● **Aim of the exercise**: Go over the records and copy every line with the string "SnapshotId".

###

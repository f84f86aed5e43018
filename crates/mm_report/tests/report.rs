use std::collections::BTreeMap;

use chrono::NaiveDate;
use mm_core::entities::{
    DeckComparisonResult, InsightEntry, MatchupSummary, MetaSnapshot, Rationale,
};
use mm_core::ids::{ArchetypeName, ComparisonId, SnapshotId};
use mm_report::{build_model, render_html, render_json, ReportError};

fn arch(s: &str) -> ArchetypeName {
    s.parse().unwrap()
}

fn sample_result() -> DeckComparisonResult {
    let mut matchups = BTreeMap::new();
    matchups.insert(
        arch("<Gardevoir>"),
        MatchupSummary {
            win_rate: 0.6,
            confidence: 1.0,
            rationale: Rationale::Observed,
            notes: "60.0% observed win rate against <Gardevoir>.".into(),
        },
    );
    matchups.insert(
        arch("Charizard ex"),
        MatchupSummary {
            win_rate: 0.3,
            confidence: 0.5,
            rationale: Rationale::Heuristic,
            notes: "Fire attackers hit this deck for weakness.".into(),
        },
    );
    DeckComparisonResult {
        id: ComparisonId::from_hex(&"ab".repeat(32)).unwrap(),
        snapshot_id: "2024-06-regionals".parse::<SnapshotId>().unwrap(),
        snapshot_sha256: "cd".repeat(32),
        archetype: Some(arch("Lost Box")),
        similarity: 0.8,
        position: Some(2),
        overall_meta_score: 0.45,
        matchups,
        strengths: vec![InsightEntry {
            opponent: arch("<Gardevoir>"),
            win_rate: 0.6,
            meta_share: 0.2,
            weighted: 0.12,
            rationale: Rationale::Observed,
        }],
        weaknesses: vec![InsightEntry {
            opponent: arch("Charizard ex"),
            win_rate: 0.3,
            meta_share: 0.25,
            weighted: 0.075,
            rationale: Rationale::Heuristic,
        }],
        suggestions: vec!["Unfavored against Charizard ex: add answers to Fire attackers.".into()],
    }
}

fn sample_snapshot(id: &str) -> MetaSnapshot {
    MetaSnapshot {
        id: id.parse().unwrap(),
        captured_on: NaiveDate::from_ymd_opt(2024, 6, 1).unwrap(),
        source: Some("regionals & cups".into()),
        total_players: 1200,
        decks: Vec::new(),
        cards: Default::default(),
    }
}

#[test]
fn model_formats_summary_and_counts() {
    let model = build_model(&sample_result(), None).unwrap();
    assert_eq!(model.cover.archetype, "Lost Box");
    assert_eq!(model.cover.similarity_pct, "80.0%");
    assert_eq!(model.summary.overall_meta_score_pct, "45.0%");
    assert_eq!(model.summary.position, "#2");
    assert_eq!(model.summary.opponents, 2);
    assert_eq!(model.summary.observed, 1);
    assert_eq!(model.summary.heuristic, 1);
    assert_eq!(model.summary.baseline, 0);
    assert_eq!(model.snapshot.items.len(), 1);
}

#[test]
fn unclassified_without_position_reads_na() {
    let mut r = sample_result();
    r.archetype = None;
    r.position = None;
    let model = build_model(&r, None).unwrap();
    assert_eq!(model.cover.archetype, "Unclassified");
    assert_eq!(model.summary.position, "n/a");
}

#[test]
fn snapshot_details_are_added_when_ids_match() {
    let snap = sample_snapshot("2024-06-regionals");
    let model = build_model(&sample_result(), Some(&snap)).unwrap();
    let keys: Vec<&str> = model.snapshot.items.iter().map(|i| i.key.as_str()).collect();
    assert_eq!(keys, ["Snapshot", "Captured on", "Source", "Players", "Archetypes"]);
    assert_eq!(model.snapshot.items[1].value, "2024-06-01");
}

#[test]
fn mismatched_snapshot_is_rejected() {
    let snap = sample_snapshot("2024-07-worlds");
    let err = build_model(&sample_result(), Some(&snap)).unwrap_err();
    assert!(matches!(err, ReportError::Inconsistent(_)));
}

#[test]
fn html_is_escaped_and_self_contained() {
    let snap = sample_snapshot("2024-06-regionals");
    let model = build_model(&sample_result(), Some(&snap)).unwrap();
    let html = render_html(&model);

    assert!(html.starts_with("<!doctype html>"));
    assert!(html.ends_with("</body></html>"));
    assert!(html.contains("&lt;Gardevoir&gt;"));
    assert!(!html.contains("<Gardevoir>"));
    assert!(html.contains("regionals &amp; cups"));
    assert!(!html.contains("<script"));
    assert!(!html.contains("http://") && !html.contains("https://"));

    let order = ["Matchups", "Strengths", "Weaknesses", "Suggestions", "Integrity"];
    let positions: Vec<usize> = order.iter().map(|h| html.find(&format!("<h3>{h}</h3>")).unwrap()).collect();
    assert!(positions.windows(2).all(|w| w[0] < w[1]));
}

#[test]
fn json_report_has_sections_in_order() {
    let model = build_model(&sample_result(), None).unwrap();
    let text = render_json(&model).unwrap();
    assert!(text.ends_with('\n'));

    let v: serde_json::Value = serde_json::from_str(&text).unwrap();
    assert_eq!(v["summary"]["position"], "#2");
    assert_eq!(v["matchups"][0]["opponent"], "<Gardevoir>");
    assert_eq!(v["weaknesses"][0]["rationale"], "heuristic");
    assert_eq!(v["integrity"]["comparison_id"], format!("CMP:{}", "ab".repeat(32)));

    let idx = |k: &str| text.find(&format!("\"{k}\"")).unwrap();
    assert!(idx("cover") < idx("summary"));
    assert!(idx("summary") < idx("integrity"));
}

#[test]
fn rendering_is_repeatable() {
    let model = build_model(&sample_result(), None).unwrap();
    assert_eq!(render_html(&model), render_html(&model));
    assert_eq!(render_json(&model).unwrap(), render_json(&model).unwrap());
}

###

● **Reply**:
use mm_core::ids::{ArchetypeName, ComparisonId, SnapshotId};
        snapshot_id: "2024-06-regionals".parse::<SnapshotId>().unwrap(),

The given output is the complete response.